Given data:
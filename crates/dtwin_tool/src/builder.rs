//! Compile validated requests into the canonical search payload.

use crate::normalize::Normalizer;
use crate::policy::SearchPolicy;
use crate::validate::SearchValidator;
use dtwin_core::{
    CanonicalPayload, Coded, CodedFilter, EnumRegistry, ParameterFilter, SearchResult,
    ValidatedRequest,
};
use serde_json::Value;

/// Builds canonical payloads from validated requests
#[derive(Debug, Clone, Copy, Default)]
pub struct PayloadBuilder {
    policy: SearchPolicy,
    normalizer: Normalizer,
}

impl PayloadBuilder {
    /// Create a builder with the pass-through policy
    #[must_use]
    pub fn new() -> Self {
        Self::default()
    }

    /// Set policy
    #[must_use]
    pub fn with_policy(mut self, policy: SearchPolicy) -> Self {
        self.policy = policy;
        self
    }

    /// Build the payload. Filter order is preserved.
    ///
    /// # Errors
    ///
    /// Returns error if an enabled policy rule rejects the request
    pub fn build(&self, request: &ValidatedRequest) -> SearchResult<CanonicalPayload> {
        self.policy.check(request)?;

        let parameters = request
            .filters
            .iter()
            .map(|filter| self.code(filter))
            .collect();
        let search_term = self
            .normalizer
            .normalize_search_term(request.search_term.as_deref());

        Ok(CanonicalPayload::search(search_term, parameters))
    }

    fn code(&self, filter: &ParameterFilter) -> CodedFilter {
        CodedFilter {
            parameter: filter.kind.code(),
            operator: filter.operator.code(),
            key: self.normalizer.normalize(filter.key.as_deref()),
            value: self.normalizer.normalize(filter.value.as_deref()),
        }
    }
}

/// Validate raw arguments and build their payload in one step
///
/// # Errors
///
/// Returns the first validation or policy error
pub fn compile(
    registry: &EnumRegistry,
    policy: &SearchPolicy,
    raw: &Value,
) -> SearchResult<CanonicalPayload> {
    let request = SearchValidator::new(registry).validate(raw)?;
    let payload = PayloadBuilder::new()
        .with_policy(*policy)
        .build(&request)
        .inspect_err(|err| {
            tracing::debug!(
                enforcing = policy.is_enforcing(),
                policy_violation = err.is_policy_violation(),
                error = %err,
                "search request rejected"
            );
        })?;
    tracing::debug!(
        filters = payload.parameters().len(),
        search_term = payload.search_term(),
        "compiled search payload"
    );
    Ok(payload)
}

Aim of the task:
Each line of the data in which the string "filters" appears needs to be copied.

Task output:
            .filters
        filters = payload.parameters().len(),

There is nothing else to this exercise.